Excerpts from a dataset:
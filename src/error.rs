use thiserror::Error;

use crate::{interface::InterfaceFamily, runtime::InterceptId};

/// The generic Error type, which provides coverage for all errors this library can potentially
/// return.
///
/// None of these conditions are fatal to the hosted application. The FFI layer logs them and
/// keeps forwarding calls to the target runtime untouched; the Rust API returns them so that
/// embedders and tests can observe what went wrong.
///
/// # Error Categories
///
/// ## Interception Errors
/// - [`Error::InstallFailed`] - The interception backend refused to install an intercept
/// - [`Error::UnsupportedRevision`] - No dispatch slot is known for an interface revision
///
/// ## Binding Errors
/// - [`Error::AlreadyBound`] - A shim context is already bound to the process
/// - [`Error::NotBound`] - The FFI layer was used before a shim context was bound
///
/// # Examples
///
/// ```rust,no_run
/// use vrshim::{Error, InstallOutcome, Shim};
///
/// fn try_install(shim: &Shim) {
///     match shim.install() {
///         Ok(InstallOutcome::Installed) => println!("factory intercepted"),
///         Ok(outcome) => println!("nothing to do yet: {outcome:?}"),
///         Err(Error::InstallFailed { label, reason, .. }) => {
///             eprintln!("could not intercept {label}: {reason}");
///         }
///         Err(e) => eprintln!("other error: {e}"),
///     }
/// }
/// ```
#[derive(Error, Debug)]
pub enum Error {
    /// The interception backend failed to install an intercept.
    ///
    /// # Fields
    ///
    /// * `id` - Identity of the replacement that was being installed
    /// * `label` - Human readable call-site label (export name or `Interface::Method`)
    /// * `reason` - Backend provided description of the failure
    #[error("Failed to install intercept {id} at {label}: {reason}")]
    InstallFailed {
        /// The intercept that could not be installed
        id: InterceptId,
        /// The call-site label passed to the backend
        label: String,
        /// The failure reported by the backend
        reason: String,
    },

    /// The slot policy table has no entry for this interface revision.
    ///
    /// The corresponding feature stays inactive; calls are forwarded untouched.
    #[error("Don't know how to intercept revision {revision} of {family}")]
    UnsupportedRevision {
        /// The interface family that was requested
        family: InterfaceFamily,
        /// The revision parsed from the interface name
        revision: u32,
    },

    /// A [`crate::Shim`] is already bound to the process-wide FFI slot.
    #[error("A shim context is already bound to this process")]
    AlreadyBound,

    /// No [`crate::Shim`] has been bound to the process-wide FFI slot yet.
    #[error("No shim context is bound to this process")]
    NotBound,

    /// Generic error for miscellaneous failures.
    ///
    /// Mostly used by interception backends to report platform errors.
    #[error("{0}")]
    Error(String),
}
//! Benchmarks for interface classification and slot lookup.
//!
//! Both run on every interface request the host makes, including the frequent
//! `GetGenericInterface` calls many engines issue per frame:
//! - Classifying tracked and untracked interface names
//! - Resolving the call sites of a family for a revision
//! - Rejecting an unsupported revision

extern crate vrshim;

use criterion::{criterion_group, criterion_main, Criterion};
use std::hint::black_box;
use vrshim::interface::{InterfaceFamily, InterfaceVersion, SlotTable};

/// Benchmark classifying a tracked interface name.
fn bench_classify_tracked(c: &mut Criterion) {
    c.bench_function("classify_tracked", |b| {
        b.iter(|| black_box(InterfaceVersion::parse(black_box("IVRSystem_022"))));
    });
}

/// Benchmark classifying a name that belongs to no tracked family.
/// All three families have to be tried.
fn bench_classify_untracked(c: &mut Criterion) {
    c.bench_function("classify_untracked", |b| {
        b.iter(|| black_box(InterfaceVersion::parse(black_box("IVRRenderModels_006"))));
    });
}

/// Benchmark resolving the compositor's call site for the current revision.
fn bench_resolve_compositor(c: &mut Criterion) {
    let table = SlotTable::builtin();
    let version = InterfaceVersion::new(InterfaceFamily::Compositor, 27);

    c.bench_function("resolve_compositor", |b| {
        b.iter(|| black_box(table.resolve(black_box(version))));
    });
}

/// Benchmark resolving both core-client call sites.
fn bench_resolve_client_core(c: &mut Criterion) {
    let table = SlotTable::builtin();
    let version = InterfaceVersion::new(InterfaceFamily::ClientCore, 3);

    c.bench_function("resolve_client_core", |b| {
        b.iter(|| black_box(table.resolve(black_box(version))));
    });
}

/// Benchmark rejecting a revision no rule covers.
fn bench_resolve_unsupported(c: &mut Criterion) {
    let table = SlotTable::builtin();
    let version = InterfaceVersion::new(InterfaceFamily::Compositor, 6);

    c.bench_function("resolve_unsupported", |b| {
        b.iter(|| black_box(table.resolve(black_box(version)).is_err()));
    });
}

criterion_group!(
    benches,
    bench_classify_tracked,
    bench_classify_untracked,
    bench_resolve_compositor,
    bench_resolve_client_core,
    bench_resolve_unsupported
);
criterion_main!(benches);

- YOUR INSTRUCTIONS
State the number of lines in these entries where the word "String" occurs, without any other words.

- ANSWER SPACE
3